There was sev puri to start for one of us. This is one of the dishes where the restaurant does quite elegant plating. There’s several small discs of crisp pastry, each topped with finely chopped tomato and onion, together with chutney and a final sprinkling of crunchy sev. Really nice. There’s no way they could make the other starter elegant. Samosa chaat just cries out to be messed about with and eaten with the spoon they provide. A veggie samosa, squashed and broken up a bit, topped with heavy drizzle of yoghurt and tamarind (?) chutney. It looks like the dog’s breakfast but, by heck, it tastes good.
I’ve said before that the lamb bhuna may be the best we’ve ever tasted and I’ve no reason to change my mind. The meat is delicious and the sauce is perfectly balanced in its spicing, with nothing overly aggressive . The only comment is that there was much more sauce than we recall from previous visits and this doesn’t improve the dish from the drier version. Plain rice was light and fluffy and the roti achieved the perfect balance between softness and crisp, slightly burnt, edges.
Across the table, there was a masala dosa. It’s another thing they do really well here. Crisp pancake, lightly spiced potato filling, a vegetable sambar that was pleasant enough for dunking. A coconut chutney didn’t really add much.
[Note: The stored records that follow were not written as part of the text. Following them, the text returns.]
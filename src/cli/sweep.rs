use anyhow::{Context, Result};
use log::info;

use reflowlog::runner::ProfileRunner;

use super::Settings;

/// Run profiles `0..=last_profile` back to back
pub fn run(settings: &Settings) -> Result<()> {
    let mut channel = settings.open_device()?;
    let mut pipeline = settings.pipeline();
    let runner = ProfileRunner::new(settings.last_profile);

    info!(
        "Sweeping profiles 0..={} (quiet threshold {:?})",
        runner.last_profile(),
        settings.quiet_threshold
    );
    let summary = runner
        .run(&mut channel, &mut pipeline)
        .context("Profile sweep aborted")?;

    println!("Done.");
    println!("  Profiles run: {}", summary.profiles_run);
    println!("  {}", summary.stats);
    Ok(())
}
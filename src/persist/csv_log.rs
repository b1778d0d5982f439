//! CSV session logs: header row of field names, one row per sample.

use std::io::{Read, Write};

use super::PersistError;
use crate::protocol::{parse_sample, Sample, FIELD_NAMES};

/// Write `records` as a CSV log.
pub fn write_csv<W: Write>(writer: W, records: &[Sample]) -> Result<(), PersistError> {
    let mut csv_writer = csv::Writer::from_writer(writer);
    csv_writer.write_record(FIELD_NAMES)?;
    for record in records {
        csv_writer.write_record(record.to_fields())?;
    }
    csv_writer.flush()?;
    Ok(())
}

/// Read a CSV log written by [`write_csv`].
pub fn read_csv<R: Read>(reader: R) -> Result<Vec<Sample>, PersistError> {
    let mut csv_reader = csv::ReaderBuilder::new()
        .has_headers(true)
        .from_reader(reader);

    let headers = csv_reader.headers()?;
    if !headers.iter().eq(FIELD_NAMES) {
        return Err(PersistError::InvalidLog(format!(
            "unexpected header: {}",
            headers.iter().collect::<Vec<_>>().join(",")
        )));
    }

    let mut samples = Vec::new();
    for (row, record) in csv_reader.records().enumerate() {
        let record = record?;
        let line = record.iter().collect::<Vec<_>>().join(",");
        let sample = parse_sample(&line)
            .map_err(|e| PersistError::InvalidLog(format!("row {}: {}", row + 1, e)))?;
        samples.push(sample);
    }

    Ok(samples)
}

#[cfg(test)]
mod tests {
    use super::*;
    use crate::protocol::Mode;

    #[test]
    fn test_write_csv_layout() {
        let records = vec![
            parse_sample("1.0,24.5,24.75,0,0,50,25,120,0,23.5,REFLOW").unwrap(),
            parse_sample("2.0,25,25,0,0,52,26,130,0,23.5,REFLOW").unwrap(),
        ];
        let mut out = Vec::new();
        write_csv(&mut out, &records).unwrap();

        let text = String::from_utf8(out).unwrap();
        let lines: Vec<&str> = text.lines().collect();
        assert_eq!(lines[0], "Time,Temp0,Temp1,Temp2,Temp3,Set,Actual,Heat,Fan,ColdJ,Mode");
        assert_eq!(lines[1], "1.0,24.5,24.75,0.0,0.0,50.0,25.0,120.0,0.0,23.5,REFLOW");
        assert_eq!(lines.len(), 3);
    }

    #[test]
    fn test_empty_log_has_header_only() {
        let mut out = Vec::new();
        write_csv(&mut out, &[]).unwrap();
        assert_eq!(String::from_utf8(out).unwrap().lines().count(), 1);
    }

    #[test]
    fn test_read_back() {
        let records = vec![parse_sample("3.5,1,2,3,4,5,6,7,8,9,BAKE").unwrap()];
        let mut out = Vec::new();
        write_csv(&mut out, &records).unwrap();

        let read = read_csv(out.as_slice()).unwrap();
        assert_eq!(read, records);
        assert_eq!(read[0].mode, Some(Mode::Bake));
    }

    #[test]
    fn test_read_rejects_foreign_header() {
        let result = read_csv("a,b,c\n1,2,3\n".as_bytes());
        assert!(matches!(result, Err(PersistError::InvalidLog(_))));
    }
}
//! # Session Persistence
//!
//! Every completed session is written as a group of artifacts sharing one
//! base name derived from the wall-clock time and the profile:
//!
//! ```text
//! logs/
//! ├── 2024-05-01-142310-Lead-Free_1.csv   # one row per sample
//! ├── 2024-05-01-142310-Lead-Free_1.png   # chart snapshot
//! └── 2024-05-01-142310-Lead-Free_1.pdf   # chart snapshot (vector)
//! ```
//!
//! Artifacts are staged as temporary files in the log directory and renamed
//! into place only after all of them were written. If a rename fails, the
//! artifacts already renamed are removed again.

mod csv_log;
mod error;
mod log_dir;

pub use csv_log::{read_csv, write_csv};
pub use error::PersistError;
pub use log_dir::LogDirPersister;

use std::ffi::OsString;
use std::path::{Path, PathBuf};

use chrono::{DateTime, TimeZone};

use crate::session::CompletedSession;

/// Timestamp format of artifact base names.
pub const TIMESTAMP_FORMAT: &str = "%Y-%m-%d-%H%M%S";

/// Paths written for one session
#[derive(Debug, Clone, PartialEq, Eq)]
pub struct SessionArtifacts {
    /// CSV log
    pub csv: PathBuf,
    /// Raster chart, when charts are enabled
    pub png: Option<PathBuf>,
    /// Vector chart, when charts are enabled
    pub pdf: Option<PathBuf>,
}

/// Writes completed sessions to durable storage
pub trait SessionPersister {
    /// Persist one session.
    ///
    /// Either every artifact is written or none is visible.
    fn flush(&mut self, session: &CompletedSession) -> Result<SessionArtifacts, PersistError>;
}

/// Replace characters that are unsafe in file names.
pub fn sanitize_profile(profile: &str) -> String {
    profile.replace([' ', '/'], "_")
}

/// Base path (without extension) of a session's artifacts.
pub fn base_name<Tz>(log_dir: &Path, at: &DateTime<Tz>, profile: &str) -> PathBuf
where
    Tz: TimeZone,
    Tz::Offset: std::fmt::Display,
{
    log_dir.join(format!(
        "{}-{}",
        at.format(TIMESTAMP_FORMAT),
        sanitize_profile(profile)
    ))
}

/// `base` with `.ext` appended; profile names may already contain dots.
pub fn with_suffix(base: &Path, ext: &str) -> PathBuf {
    let mut name = OsString::from(base.as_os_str());
    name.push(".");
    name.push(ext);
    PathBuf::from(name)
}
Apparently there are plans to add a few dishes, mainly vegetarian ones, to the relatively short menu. I reckon this is a good idea. We don’t come too often, as we’ve eaten most of the menu in visits since the restaurant’s opening night just three years ago. It’d just get a bit too samey if we did. But they need to make sure they don’t stray too far from the Mumbai “street food” roots. It’s what separates the restaurant from the various run of the mill curry houses in the area.